:: EXERCISE DESCRIPTION ::
Your job is to return every line of the listing holding the string "nodes".

:: DATA SHOWN ::
//! Core data types for topology analysis.

use serde::{Deserialize, Serialize};

/// Sentinel for path metrics when no pair of nodes can reach each other
pub const UNREACHABLE: f64 = f64::INFINITY;

/// Whole-graph health metrics, recomputed from scratch after every change
#[derive(Debug, Clone, Copy, PartialEq, Serialize, Deserialize)]
pub struct TopologyMetrics {
    /// Composite of connectivity, load balance, resilience and path length
    pub efficiency: f64,
    /// Probability the graph stays connected under random node loss
    pub resilience: f64,
    /// Edge density
    pub connectivity: f64,
    pub load_balance: f64,
    /// Mean hop count over reachable pairs, or [`UNREACHABLE`]
    #[serde(with = "unreachable_as_null")]
    pub average_path_length: f64,
    /// Longest shortest path over reachable pairs, or [`UNREACHABLE`]
    #[serde(with = "unreachable_as_null")]
    pub network_diameter: f64,
    pub clustering_coefficient: f64,
}

/// JSON has no infinity: [`UNREACHABLE`] is written as `null` and read back
/// from it.
mod unreachable_as_null {
    use serde::{Deserialize, Deserializer, Serializer};

    use super::UNREACHABLE;

    pub fn serialize<S: Serializer>(value: &f64, serializer: S) -> Result<S::Ok, S::Error> {
        if value.is_finite() {
            serializer.serialize_f64(*value)
        } else {
            serializer.serialize_none()
        }
    }

    pub fn deserialize<'de, D: Deserializer<'de>>(deserializer: D) -> Result<f64, D::Error> {
        Ok(Option::<f64>::deserialize(deserializer)?.unwrap_or(UNREACHABLE))
    }
}

impl TopologyMetrics {
    /// Metrics of a topology without nodes
    pub fn empty() -> Self {
        Self {
            efficiency: efficiency(0.0, 1.0, 1.0, 0.0),
            resilience: 1.0,
            connectivity: 0.0,
            load_balance: 1.0,
            average_path_length: 0.0,
            network_diameter: 0.0,
            clustering_coefficient: 0.0,
        }
    }

    /// True when at least one pair of nodes can reach each other, or the
    /// graph is too small to have pairs
    pub fn has_reachable_paths(&self) -> bool {
        self.average_path_length.is_finite()
    }
}

impl Default for TopologyMetrics {
    fn default() -> Self {
        Self::empty()
    }
}

/// Equal-weight composite score
pub fn efficiency(connectivity: f64, load_balance: f64, resilience: f64, average_path_length: f64) -> f64 {
    let path_term = 1.0 / average_path_length.max(1.0);
    (0.25 * connectivity + 0.25 * load_balance + 0.25 * resilience + 0.25 * path_term).clamp(0.0, 1.0)
}

/// Statistical summary of node degrees
#[derive(Debug, Clone, Default, PartialEq, Serialize, Deserialize)]
pub struct DegreeStats {
    pub min: usize,
    pub max: usize,
    pub mean: f64,
    pub median: f64,
    pub std_dev: f64,
}

#[cfg(test)]
mod tests {
    use super::*;

    fn disconnected() -> TopologyMetrics {
        TopologyMetrics {
            efficiency: efficiency(0.0, 1.0, 0.0, UNREACHABLE),
            resilience: 0.0,
            connectivity: 0.0,
            average_path_length: UNREACHABLE,
            network_diameter: UNREACHABLE,
            ..TopologyMetrics::empty()
        }
    }

    #[test]
    fn test_unreachable_paths_survive_json() {
        let metrics = disconnected();
        let json = serde_json::to_string(&metrics).unwrap();
        assert!(json.contains("\"average_path_length\":null"));
        assert!(json.contains("\"network_diameter\":null"));

        let parsed: TopologyMetrics = serde_json::from_str(&json).unwrap();
        assert_eq!(parsed, metrics);
        assert!(!parsed.has_reachable_paths());
    }

    #[test]
    fn test_finite_paths_stay_numbers() {
        let metrics = TopologyMetrics {
            average_path_length: 1.5,
            network_diameter: 3.0,
            ..TopologyMetrics::empty()
        };
        let json = serde_json::to_string(&metrics).unwrap();
        assert!(json.contains("\"network_diameter\":3.0"));
        assert_eq!(serde_json::from_str::<TopologyMetrics>(&json).unwrap(), metrics);
    }

    #[test]
    fn test_unreachable_paths_survive_yaml() {
        let metrics = disconnected();
        let yaml = serde_yaml::to_string(&metrics).unwrap();
        let parsed: TopologyMetrics = serde_yaml::from_str(&yaml).unwrap();
        assert_eq!(parsed.network_diameter, UNREACHABLE);
    }
}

:: REPLY ::
/// Sentinel for path metrics when no pair of nodes can reach each other
    /// Metrics of a topology without nodes
    /// True when at least one pair of nodes can reach each other, or the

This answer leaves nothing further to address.